The economy of South Africa is the second-largest in Africa, behind Nigeria. South Africa accounts for 24 percent of Africa's gross domestic product (PPP), and it is ranked as an upper-middle-income economy by the World Bank – one of only four such countries in Africa (alongside Botswana, Gabon and Mauritius). Since 1996, at the end of over twelve years of international sanctions, South Africa's Gross Domestic Product has almost tripled to $400 billion, and foreign exchange reserves have increased from $3 billion to nearly $50 billion; creating a diversified economy with a growing and sizable middle class, within two decades of establishing democracy and ending apartheid. High levels of unemployment, income inequality, growing public debt, political mismanagement, low levels of education, reliable access to electricity, and crime are all serious problems that have negatively impacted the South African economy.
South Africa’s spending on research and development (R&D) as a percentage of gross domestic product (GDP) has bottomed out after four years of steady decline. Science and Technology Minister Derek Hanekom sees this as a sign that improvement is imminent."We anticipate that we are turning the corner and starting to increase the level of investment in R&D once again in South Africa," Mr Hanekom said on Tuesday as his department released the latest national survey of R&D spending. It found South Africa spent R22.2bn on R&D in 2011-12, or 0.76% of GDP. This was exactly the same ratio reported for 2010-11, and is markedly down on previous surveys: it was 0.87% in 2009-10, 0.92% in 2008-09 and 0.93% in 2007-08.

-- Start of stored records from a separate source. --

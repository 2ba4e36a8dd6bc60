use crate::interner::{StringPool, Sym};
use std::borrow::Cow;
use std::collections::HashMap;
use std::fmt;

/// A recoverable failure while tokenizing a single GFF3 line.
///
/// The driver records and skips these rather than aborting the run; only
/// stream-level failures are fatal. The two variants cover the two ways a
/// data line can be unusable: a truncated column set, or start/end fields
/// that do not parse as positive integers (or parse inverted).
#[derive(Debug, Clone, PartialEq, Eq)]
pub enum MalformedLineError {
    /// Fewer than the 9 canonical tab-separated columns were present.
    TooFewColumns(usize),
    /// Column 4 or 5 did not hold a usable 1-based inclusive coordinate.
    BadCoordinate(String),
}

impl fmt::Display for MalformedLineError {
    fn fmt(&self, f: &mut fmt::Formatter<'_>) -> fmt::Result {
        match self {
            MalformedLineError::TooFewColumns(n) => {
                write!(f, "expected 9 tab-separated columns, found {}", n)
            }
            MalformedLineError::BadCoordinate(field) => {
                write!(f, "cannot parse coordinate field {:?}", field)
            }
        }
    }
}

impl std::error::Error for MalformedLineError {}

#[derive(Debug, Clone, Copy, PartialEq, Eq)]
/// Strand of a feature as written in column 7.
pub enum Strand {
    Forward,
    Reverse,
    /// `.` in the file: the feature is not stranded.
    Unstranded,
    /// `?` in the file: stranded, but the strand is not known.
    Unknown,
}

impl Strand {
    fn parse(field: &str) -> Strand {
        match field {
            "+" => Strand::Forward,
            "-" => Strand::Reverse,
            "?" => Strand::Unknown,
            _ => Strand::Unstranded,
        }
    }
}

impl fmt::Display for Strand {
    fn fmt(&self, f: &mut fmt::Formatter<'_>) -> fmt::Result {
        match self {
            Strand::Forward => write!(f, "+"),
            Strand::Reverse => write!(f, "-"),
            Strand::Unstranded => write!(f, "."),
            Strand::Unknown => write!(f, "?"),
        }
    }
}

#[derive(Debug, Clone, Copy, PartialEq, Eq)]
/// The structural role a feature type plays in the hierarchy.
///
/// Transcript-like types (mRNA, lnc_RNA, miRNA, pseudogenic_transcript and
/// friends) are not enumerated here. They are recognized by context: a
/// non-exon, non-CDS feature whose parent is a gene is a transcript, and
/// its literal type string is what the per-type statistics are keyed by.
pub enum FeatureKind {
    /// `gene`, `pseudogene`, or an Ensembl-style `*_gene` type; opens a
    /// top-level node.
    Gene,
    Exon,
    Cds,
    Other,
}

impl FeatureKind {
    pub fn classify(ty: &str) -> FeatureKind {
        match ty {
            "exon" => FeatureKind::Exon,
            "CDS" => FeatureKind::Cds,
            "gene" | "pseudogene" => FeatureKind::Gene,
            t if t.ends_with("_gene") => FeatureKind::Gene,
            _ => FeatureKind::Other,
        }
    }
}

/// One parsed GFF3 data line, with the linkage and classification fields
/// lifted out of the attribute column.
///
/// Strings that repeat across records (seqid, type, biotype, ids) are
/// interned into the shared [`StringPool`]; the raw attribute pairs are
/// kept verbatim in `attributes` so downstream code can look up keys the
/// tokenizer does not know about.
#[derive(Debug, Clone)]
pub struct FeatureRecord {
    pub seqid: Sym,
    pub ty: Sym,
    pub kind: FeatureKind,
    /// 1-based inclusive start, `start <= end`.
    pub start: u64,
    pub end: u64,
    pub strand: Strand,
    pub id: Option<Sym>,
    /// Parent references in attribute order; possibly empty.
    pub parents: Vec<Sym>,
    /// First of `biotype`, `gene_biotype`, `transcript_biotype` seen.
    pub biotype: Option<Sym>,
    pub attributes: HashMap<String, String>,
}

impl FeatureRecord {
    /// Genomic span length, `end - start + 1`.
    pub fn length(&self) -> u64 {
        self.end - self.start + 1
    }
}

/// Tokenizes one raw line into a [`FeatureRecord`].
///
/// Returns `Ok(None)` for comment (`#...`) and blank lines. Returns a
/// [`MalformedLineError`] when the line has fewer than 9 tab-separated
/// columns or its coordinates do not parse; callers are expected to count
/// the failure, log it, and continue with the next line.
pub fn parse_line(
    line: &str,
    pool: &mut StringPool,
) -> Result<Option<FeatureRecord>, MalformedLineError> {
    let line = line.trim_end_matches(['\n', '\r']);
    if line.is_empty() || line.starts_with('#') {
        return Ok(None);
    }

    // only 9 splits are ever needed; the attribute column may contain tabs
    // after percent-decoding and must stay intact here
    let cols: Vec<&str> = line.splitn(9, '\t').collect();
    if cols.len() < 9 {
        return Err(MalformedLineError::TooFewColumns(cols.len()));
    }

    let start: u64 = cols[3]
        .parse()
        .map_err(|_| MalformedLineError::BadCoordinate(cols[3].to_string()))?;
    let end: u64 = cols[4]
        .parse()
        .map_err(|_| MalformedLineError::BadCoordinate(cols[4].to_string()))?;
    if start == 0 || start > end {
        return Err(MalformedLineError::BadCoordinate(format!(
            "{}..{}",
            cols[3], cols[4]
        )));
    }

    let ty = cols[2];
    let mut rec = FeatureRecord {
        seqid: pool.intern(cols[0]),
        ty: pool.intern(ty),
        kind: FeatureKind::classify(ty),
        start,
        end,
        strand: Strand::parse(cols[6]),
        id: None,
        parents: Vec::new(),
        biotype: None,
        attributes: HashMap::new(),
    };

    parse_attributes(cols[8], pool, &mut rec);
    Ok(Some(rec))
}

/// Splits column 9 on `;`, each pair on the first `=`, percent-decodes the
/// value, and lifts `ID`, `Parent`, and the biotype keys. Pairs without an
/// `=` are tolerated and skipped rather than failing the line.
fn parse_attributes(field: &str, pool: &mut StringPool, rec: &mut FeatureRecord) {
    for pair in field.split(';') {
        let pair = pair.trim();
        if pair.is_empty() {
            continue;
        }
        let Some((key, raw_value)) = pair.split_once('=') else {
            continue;
        };
        let value = percent_decode(raw_value);
        match key {
            "ID" => rec.id = Some(pool.intern(value.trim())),
            "Parent" => {
                for parent in value.split(',') {
                    let parent = parent.trim();
                    if !parent.is_empty() {
                        rec.parents.push(pool.intern(parent));
                    }
                }
            }
            "biotype" | "gene_biotype" | "transcript_biotype" => {
                if rec.biotype.is_none() {
                    rec.biotype = Some(pool.intern(value.trim()));
                }
            }
            _ => {}
        }
        rec.attributes.insert(key.to_string(), value.into_owned());
    }
}

/// Decodes GFF3 percent-escapes (`%3B` for `;`, `%3D` for `=`, `%09` for
/// tab, and any other `%XX` hex pair). Escapes that are not two hex digits
/// pass through unchanged. Returns the input unchanged (and unallocated)
/// when it contains no `%`.
pub fn percent_decode(s: &str) -> Cow<'_, str> {
    if !s.contains('%') {
        return Cow::Borrowed(s);
    }
    let bytes = s.as_bytes();
    let mut out = Vec::with_capacity(bytes.len());
    let mut i = 0;
    while i < bytes.len() {
        if bytes[i] == b'%' {
            if let (Some(hi), Some(lo)) = (
                bytes.get(i + 1).and_then(|b| (*b as char).to_digit(16)),
                bytes.get(i + 2).and_then(|b| (*b as char).to_digit(16)),
            ) {
                out.push((hi * 16 + lo) as u8);
                i += 3;
                continue;
            }
        }
        out.push(bytes[i]);
        i += 1;
    }
    match String::from_utf8(out) {
        Ok(decoded) => Cow::Owned(decoded),
        Err(_) => Cow::Owned(s.to_string()),
    }
}

#[cfg(test)]
mod tests {
    use super::*;

    const GENE_LINE: &str = "chr1\thavana\tgene\t11869\t14409\t.\t+\t.\tID=ENSG00000290825;biotype=lncRNA;Name=DDX11L2";
    const EXON_LINE: &str = "chr1\thavana\texon\t11869\t12227\t.\t+\t.\tParent=ENST00000456328,ENST00000450305;exon_id=ENSE00002234944";

    #[test]
    fn parses_a_gene_line() {
        let mut pool = StringPool::new();
        let rec = parse_line(GENE_LINE, &mut pool).unwrap().unwrap();
        assert_eq!(pool.resolve(rec.seqid), "chr1");
        assert_eq!(pool.resolve(rec.ty), "gene");
        assert!(matches!(rec.kind, FeatureKind::Gene));
        assert_eq!(rec.start, 11869);
        assert_eq!(rec.end, 14409);
        assert_eq!(rec.length(), 2541);
        assert_eq!(rec.strand, Strand::Forward);
        assert_eq!(pool.resolve(rec.id.unwrap()), "ENSG00000290825");
        assert!(rec.parents.is_empty());
        assert_eq!(pool.resolve(rec.biotype.unwrap()), "lncRNA");
        assert_eq!(rec.attributes.get("Name").map(String::as_str), Some("DDX11L2"));
    }

    #[test]
    fn splits_multiple_parents() {
        let mut pool = StringPool::new();
        let rec = parse_line(EXON_LINE, &mut pool).unwrap().unwrap();
        assert!(matches!(rec.kind, FeatureKind::Exon));
        assert_eq!(rec.parents.len(), 2);
        assert_eq!(pool.resolve(rec.parents[0]), "ENST00000456328");
        assert_eq!(pool.resolve(rec.parents[1]), "ENST00000450305");
        assert!(rec.id.is_none());
    }

    #[test]
    fn comments_and_blanks_yield_none() {
        let mut pool = StringPool::new();
        assert!(parse_line("##gff-version 3", &mut pool).unwrap().is_none());
        assert!(parse_line("# free text", &mut pool).unwrap().is_none());
        assert!(parse_line("", &mut pool).unwrap().is_none());
        assert!(parse_line("\n", &mut pool).unwrap().is_none());
    }

    #[test]
    fn short_lines_are_malformed_not_fatal() {
        let mut pool = StringPool::new();
        let err = parse_line("chr1\tsrc\tgene\t1\t10", &mut pool).unwrap_err();
        assert_eq!(err, MalformedLineError::TooFewColumns(5));
    }

    #[test]
    fn bad_coordinates_are_malformed() {
        let mut pool = StringPool::new();
        let line = "chr1\tsrc\tgene\tabc\t10\t.\t+\t.\tID=g1";
        assert!(matches!(
            parse_line(line, &mut pool),
            Err(MalformedLineError::BadCoordinate(_))
        ));
        // inverted interval
        let line = "chr1\tsrc\tgene\t20\t10\t.\t+\t.\tID=g1";
        assert!(matches!(
            parse_line(line, &mut pool),
            Err(MalformedLineError::BadCoordinate(_))
        ));
    }

    #[test]
    fn percent_escapes_are_decoded() {
        assert_eq!(percent_decode("plain"), "plain");
        assert_eq!(percent_decode("a%3Bb"), "a;b");
        assert_eq!(percent_decode("a%3Db"), "a=b");
        assert_eq!(percent_decode("tab%09sep"), "tab\tsep");
        assert_eq!(percent_decode("100%25"), "100%");
        // broken escape passes through
        assert_eq!(percent_decode("50%ZZ"), "50%ZZ");
        assert_eq!(percent_decode("trail%2"), "trail%2");
    }

    #[test]
    fn decoded_values_land_in_the_attribute_map() {
        let mut pool = StringPool::new();
        let line = "chr1\tsrc\tgene\t1\t10\t.\t+\t.\tID=g1;note=has%3B%20semicolon";
        let rec = parse_line(line, &mut pool).unwrap().unwrap();
        assert_eq!(
            rec.attributes.get("note").map(String::as_str),
            Some("has; semicolon")
        );
    }

    #[test]
    fn attribute_pairs_without_equals_are_skipped() {
        let mut pool = StringPool::new();
        let line = "chr1\tsrc\texon\t1\t10\t.\t-\t.\tjunk;Parent=t1";
        let rec = parse_line(line, &mut pool).unwrap().unwrap();
        assert_eq!(rec.parents.len(), 1);
        assert_eq!(rec.strand, Strand::Reverse);
    }

    #[test]
    fn gene_like_types_are_recognized() {
        assert!(matches!(FeatureKind::classify("gene"), FeatureKind::Gene));
        assert!(matches!(
            FeatureKind::classify("pseudogene"),
            FeatureKind::Gene
        ));
        assert!(matches!(
            FeatureKind::classify("ncRNA_gene"),
            FeatureKind::Gene
        ));
        assert!(matches!(FeatureKind::classify("mRNA"), FeatureKind::Other));
        assert!(matches!(FeatureKind::classify("CDS"), FeatureKind::Cds));
    }
}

Africa as a whole lags behind the world’s other developing regions, such as South America and Southeast Asia, in overall R&D spending per capita. Moreover, great disparities exist among subregions in Africa itself. According to list of Nursing journals South africa While the southern region invests, on average, more than the world median in R&D, western and central Africa present a grim picture when compared with other parts of the developing world and the rest of Africa. This intra-African inequality magnifies the funding-gap challenge. South africa Nursing journals list, The need to increase R&D expenditures for health is well recognized. Nursing journals South africa Union has set a target: dedicating the equivalent of 2 percent of total health care spending to health research by 2015-0.1 percent of GDP and 33 percent of overall R&D. Kenya now spends 0.15 percent of GDP on health research, so 0.1 percent is a plausible target. In fact, list of Nursing journals some African countries are aggressively increasing their total R&D expenditures. South Africa, for example, will soon be devoting 1 percent of its GDP to R&D. Nursing journals Egypt will spend 0.6 percent of GDP on R&D by the end of 2010 and hopes to reach 1 percent by 2017.